Schizophrenia Update, December 2002


California, US - GOVERNOR DAVIS SIGNS LAURA'S LAW 9/28/2002

LAURA'S LAW SIGNED BY GOVERNOR DAVIS - NEW LAW REFORMS TREATMENT OF SERIOUSLY MENTALLY ILL

'Laura's Law' Will Allow Court-Ordered Treatment Of Mentally Ill.

By Dan Morain And Carl Ingram, Times Staff Writers
SACRAMENTO -- Gov. Gray Davis signed legislation Saturday permitting
authorities to treat severely mentally ill people against their will if
judges conclude that they cannot care for themselves and are likely to
become dangerous.

The legislation represents a significant amendment to a state law that
protects the civil rights of mentally ill people, the 30-year-old
Lanterman-Petris-Short Act. The act helped lead to the emptying of
state hospitals, which once housed more than 30,000 people but now care for
4,000. All but about 800 of those remaining patients have committed
crimes and were sent to institutions by courts.

The legislation, Assembly Bill 1421, establishes a hearing process in
which judges will determine whether the person has a history of failing
to comply with treatment and has, within four years, exhibited "serious
violent" behavior against others, or tried to hurt himself or herself.
The individual could be represented by a public defender or a private
lawyer.

Davis said he expects the measure to help reduce homelessness,
hospitalization and involvement in the criminal justice system.

"This is a critical step in helping the seriously mentally ill, as well
as their families," Davis said in a statement, predicting that the bill
would "help end the cycle of hospitalization, quitting treatment and
relapse."

Davis' decision to sign the bill marked a victory for Assemblywoman
Helen Thomson (D-Davis) in her final year in the lower house.
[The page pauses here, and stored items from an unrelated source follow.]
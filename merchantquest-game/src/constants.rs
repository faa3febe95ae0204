//! Centralized balance and tuning constants for MerchantQuest core logic.
//!
//! These values define the deterministic math for pricing and travel.
//! Keeping them together ensures the economy can only be adjusted via code
//! changes reviewed in version control.

// Basis-point math ---------------------------------------------------------
/// 10,000 basis points = 100%.
pub const BP_SCALE: u32 = 10_000;
/// Neutral trend multiplier.
pub const TREND_NEUTRAL_BP: u32 = BP_SCALE;
/// Lowest trend multiplier an operator may set (-90%).
pub const TREND_MIN_BP: u32 = 1_000;
/// Highest trend multiplier an operator may set (+400%).
pub const TREND_MAX_BP: u32 = 50_000;
/// Default volatility amplification applied to feed moves (3x).
pub const DEFAULT_VOLATILITY_AMP_BP: u32 = 30_000;
/// Derived prices never fall below this floor.
pub const PRICE_FLOOR: u64 = 1;

// Commodity base prices ----------------------------------------------------
pub(crate) const BASE_PRICES: [u64; 5] = [100, 25, 60, 45, 30];

// Market spread ------------------------------------------------------------
/// Markup charged on top of the city price when a merchant buys.
pub(crate) const BUY_MARKUP_BP: u32 = 11_000;
/// Payout fraction of the city price when a merchant sells.
pub(crate) const SELL_PAYOUT_BP: u32 = 9_000;

// Merchants ----------------------------------------------------------------
pub(crate) const STARTING_GOLD: u64 = 1_000;
pub(crate) const STARTING_CITY_INDEX: usize = 0;

// Travel -------------------------------------------------------------------
/// Gold debited per destination city (indexed by destination).
pub(crate) const TRAVEL_COSTS: [u64; 4] = [0, 60, 80, 70];
/// Duration used for any from/to pair missing from the tabulated legs.
pub(crate) const DEFAULT_TRAVEL_SECS: u64 = 5;

/// Directed travel legs in seconds. Pairs absent from this table fall back
/// to [`DEFAULT_TRAVEL_SECS`]; the table is kept as tabulated upstream and
/// is not assumed symmetric.
pub(crate) const TRAVEL_LEGS: &[(usize, usize, u64)] = &[
    (0, 1, 5),
    (0, 2, 8),
    (0, 3, 6),
    (1, 0, 5),
    (1, 2, 10),
    (1, 3, 7),
    (2, 0, 8),
    (2, 1, 10),
    (2, 3, 7),
    (3, 0, 6),
    (3, 1, 7),
    (3, 2, 7),
];
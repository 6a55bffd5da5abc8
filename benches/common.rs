#![allow(dead_code)]

use sparse_ecs::prelude::*;

pub const AGENTS_SMALL: usize = 10_000;
pub const AGENTS_MED: usize = 100_000;

#[derive(Clone, Copy)]
pub struct Position {
    pub x: f32,
    pub y: f32,
}

#[derive(Clone, Copy)]
pub struct Velocity {
    pub x: f32,
    pub y: f32,
}

#[derive(Clone, Copy)]
pub struct Health {
    pub hp: f32,
}

pub fn make_world() -> Registry {
    let mut registry = Registry::new();
    registry.register_component::<Position>();
    registry.register_component::<Velocity>();
    registry.register_component::<Health>();
    registry
}

pub fn populate(registry: &mut Registry, count: usize) {
    for i in 0..count {
        let entity = registry.create().id();

        let fx = (i % 1000) as f32 * 0.001;
        let fy = ((i / 1000) % 1000) as f32 * 0.001;

        registry.add_component(entity, Position { x: fx, y: fy });
        registry.add_component(
            entity,
            Velocity {
                x: fx * 0.5 + 0.01,
                y: fy * 0.5 + 0.02,
            },
        );
        registry.add_component(entity, Health { hp: 100.0 });
    }
}
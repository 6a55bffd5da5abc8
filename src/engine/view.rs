//! # Cached Views
//!
//! A view is a cached projection of the entities that own a fixed tuple of
//! component types.
//!
//! ## Purpose
//! Iterating "all entities with Position and Velocity" should not rescan the
//! world every frame. A view samples the version counter of every
//! participating pool; while the sampled vector matches the stored one, the
//! cached entity list is reused untouched. Any structural pool change
//! (insert, remove, clear) bumps a version and forces a rebuild on the next
//! access.
//!
//! ## Rebuild algorithm
//! 1. Sample the versions of all participating pools; on equality with the
//!    stored sample, return (cache hit).
//! 2. Pick the pool with the fewest entities as the **driver**.
//! 3. For each entity in the driver, keep it iff its signature contains the
//!    view's signature; record its dense index in every pool.
//! 4. Store the sampled versions.
//!
//! The cache holds dense indices, not pointers; component references are
//! resolved against the pools' current storage when iteration starts. An
//! in-place component overwrite therefore neither invalidates the cache nor
//! stales anything it returns.
//!
//! ## Access model
//! [`View`] borrows the registry's pools mutably for its lifetime, so the
//! borrow checker rules out pool mutation from inside [`View::each`]. To
//! destroy entities discovered during iteration, collect their IDs and
//! submit them to `Registry::destroy` afterwards; destruction is deferred to
//! `Registry::update` either way.

use crate::engine::component::component_id_of;
use crate::engine::manager::ComponentManager;
use crate::engine::types::{
    contains_all, signature_bit, ComponentID, EntityID, Index, Signature, INVALID_INDEX,
};

/// Identity of a view: signature plus the ordered component tuple.
///
/// Two tuples with the same component set but different order are distinct
/// views; the order fixes the callback argument layout.
#[derive(Clone, PartialEq, Eq, Hash)]
pub(crate) struct ViewKey {
    pub(crate) signature: Signature,
    pub(crate) order: Vec<ComponentID>,
}

/// An ordered tuple of component types a view can iterate.
///
/// Implemented for tuples of arity 1 through 4. All tuple elements must be
/// distinct types; a duplicated element would alias mutable component
/// references and is rejected when the view is created.
pub trait ViewTuple: 'static {
    /// Dense index per participating pool, in tuple order.
    type Indices: Copy + Send + Sync + 'static;

    /// Sampled pool versions, in tuple order.
    type Versions: Copy + PartialEq + Send + Sync + 'static;

    /// Base pointers into the pools' dense storage, in tuple order.
    type Ptrs: Copy;

    /// Mutable component references handed to the iteration callback.
    type Refs<'a>;

    /// Component IDs in tuple order.
    fn component_ids() -> Vec<ComponentID>;

    /// OR of the tuple's signature bits.
    fn signature() -> Signature;

    /// Version sample that can never match a live pool, forcing the first
    /// access to rebuild.
    fn initial_versions() -> Self::Versions;

    /// Samples the current version of every participating pool.
    fn versions(components: &ComponentManager) -> Self::Versions;

    /// Dense entity list of the smallest participating pool.
    fn driver(components: &ComponentManager) -> &[EntityID];

    /// Dense index of `entity` in every pool, or `None` if any pool lacks it.
    fn indices_of(components: &ComponentManager, entity: EntityID) -> Option<Self::Indices>;

    /// Base pointers of the pools' dense storage, valid until the next
    /// structural change.
    fn base_ptrs(components: &mut ComponentManager) -> Self::Ptrs;

    /// Resolves one cached row into component references.
    ///
    /// # Safety
    /// `ptrs` must come from [`base_ptrs`](Self::base_ptrs) with no pool
    /// mutation since, `indices` must be in bounds of each pool's dense
    /// storage, and the tuple's component types must be pairwise distinct so
    /// the produced references cannot alias.
    unsafe fn deref<'a>(ptrs: Self::Ptrs, indices: Self::Indices) -> Self::Refs<'a>;
}

pub(crate) struct ViewState<T: ViewTuple> {
    versions: T::Versions,
    cache: Vec<(EntityID, T::Indices)>,
    rebuilds: u64,
}

impl<T: ViewTuple> ViewState<T> {
    pub(crate) fn new() -> Self {
        Self {
            versions: T::initial_versions(),
            cache: Vec::new(),
            rebuilds: 0,
        }
    }
}

/// Iteration handle over the entities owning the component tuple `T`.
///
/// The cached entity list lives in the registry and survives between
/// borrows; this handle refreshes it lazily and resolves component
/// references on demand.
pub struct View<'r, T: ViewTuple> {
    state: &'r mut ViewState<T>,
    components: &'r mut ComponentManager,
    signatures: &'r [Signature],
}

impl<'r, T: ViewTuple> View<'r, T> {
    pub(crate) fn new(
        state: &'r mut ViewState<T>,
        components: &'r mut ComponentManager,
        signatures: &'r [Signature],
    ) -> Self {
        Self {
            state,
            components,
            signatures,
        }
    }

    fn refresh(&mut self) {
        let sampled = T::versions(self.components);
        if sampled == self.state.versions {
            return;
        }

        let required = T::signature();
        let driver = T::driver(&*self.components);

        self.state.cache.clear();
        self.state.cache.reserve(driver.len());

        for &entity in driver {
            if !contains_all(self.signatures[entity as usize], required) {
                continue;
            }
            if let Some(indices) = T::indices_of(&*self.components, entity) {
                self.state.cache.push((entity, indices));
            }
        }

        self.state.versions = sampled;
        self.state.rebuilds += 1;
    }

    /// Invokes `f` once per matching entity with mutable references to its
    /// components, refreshing the cache first if any pool changed shape.
    ///
    /// Iteration order follows the driver pool's dense order at rebuild
    /// time; callers must not rely on any particular permutation.
    pub fn each<F>(&mut self, mut f: F)
    where
        F: for<'a> FnMut(EntityID, T::Refs<'a>),
    {
        self.refresh();

        let ptrs = T::base_ptrs(self.components);
        for &(entity, indices) in &self.state.cache {
            // SAFETY: refresh() resolved the indices against the current
            // dense storage, the pools cannot change shape while this View
            // holds the manager borrow, and tuple types are pairwise
            // distinct (checked at view creation).
            let refs = unsafe { T::deref(ptrs, indices) };
            f(entity, refs);
        }
    }

    /// Returns the matching entity IDs, refreshing the cache first.
    pub fn entities(&mut self) -> Vec<EntityID> {
        self.refresh();
        self.state.cache.iter().map(|&(entity, _)| entity).collect()
    }

    /// Number of cache rebuilds this view has performed.
    pub fn rebuild_count(&self) -> u64 {
        self.state.rebuilds
    }
}

macro_rules! impl_view_tuple {
    ($len:literal; $(($c:ident, $idx:tt)),+) => {
        impl<$($c: 'static + Send + Sync),+> ViewTuple for ($($c,)+) {
            type Indices = [Index; $len];
            type Versions = [u64; $len];
            type Ptrs = ($(*mut $c,)+);
            type Refs<'a> = ($(&'a mut $c,)+);

            fn component_ids() -> Vec<ComponentID> {
                vec![$(component_id_of::<$c>()),+]
            }

            fn signature() -> Signature {
                0 $(| signature_bit(component_id_of::<$c>()))+
            }

            fn initial_versions() -> Self::Versions {
                [u64::MAX; $len]
            }

            fn versions(components: &ComponentManager) -> Self::Versions {
                [$(components.pool::<$c>().version()),+]
            }

            fn driver(components: &ComponentManager) -> &[EntityID] {
                let candidates: [&[EntityID]; $len] = [$(components.pool::<$c>().entities()),+];
                let mut smallest = candidates[0];
                for entities in candidates {
                    if entities.len() < smallest.len() {
                        smallest = entities;
                    }
                }
                smallest
            }

            fn indices_of(components: &ComponentManager, entity: EntityID) -> Option<Self::Indices> {
                Some([$({
                    let index = components.pool::<$c>().index_of(entity);
                    if index == INVALID_INDEX {
                        return None;
                    }
                    index
                }),+])
            }

            fn base_ptrs(components: &mut ComponentManager) -> Self::Ptrs {
                ($(components.pool_mut::<$c>().components_ptr(),)+)
            }

            unsafe fn deref<'a>(ptrs: Self::Ptrs, indices: Self::Indices) -> Self::Refs<'a> {
                // SAFETY: forwarded to the caller; see the trait contract.
                unsafe { ($(&mut *ptrs.$idx.add(indices[$idx] as usize),)+) }
            }
        }
    };
}

impl_view_tuple!(1; (C0, 0));
impl_view_tuple!(2; (C0, 0), (C1, 1));
impl_view_tuple!(3; (C0, 0), (C1, 1), (C2, 2));
impl_view_tuple!(4; (C0, 0), (C1, 1), (C2, 2), (C3, 3));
Thomson
tried for five years to win approval of the measure, which was backed
by law enforcement and many family members of the mentally ill. Liberals
in the Legislature, siding with some patients' rights activists, had
blocked its passage until this year.

Thomson called the final version of the bill "Laura's law," named for
Laura Wilcox, a 19-year-old woman who worked at a Nevada County mental
health facility and was killed by a man whose mental illness had gone
untreated. It is similar to a New York law adopted in 1999 after a
mentally ill man pushed 32-year-old Kendra Webdale into the path of a
subway train.

As part of the compromise, counties will have the option of
participating, and would bear the costs. People would be treated in
expanded outpatient programs considered the "least restrictive"
necessary to achieve recovery.

Under current law, people generally can be detained for 72 hours. In
extreme cases, they can be held for six months. The law provides
parents and other family members of adults who are mentally ill little or no
opportunity to intervene on the individual's behalf. Thomson's bill
will allow family members to testify at hearings.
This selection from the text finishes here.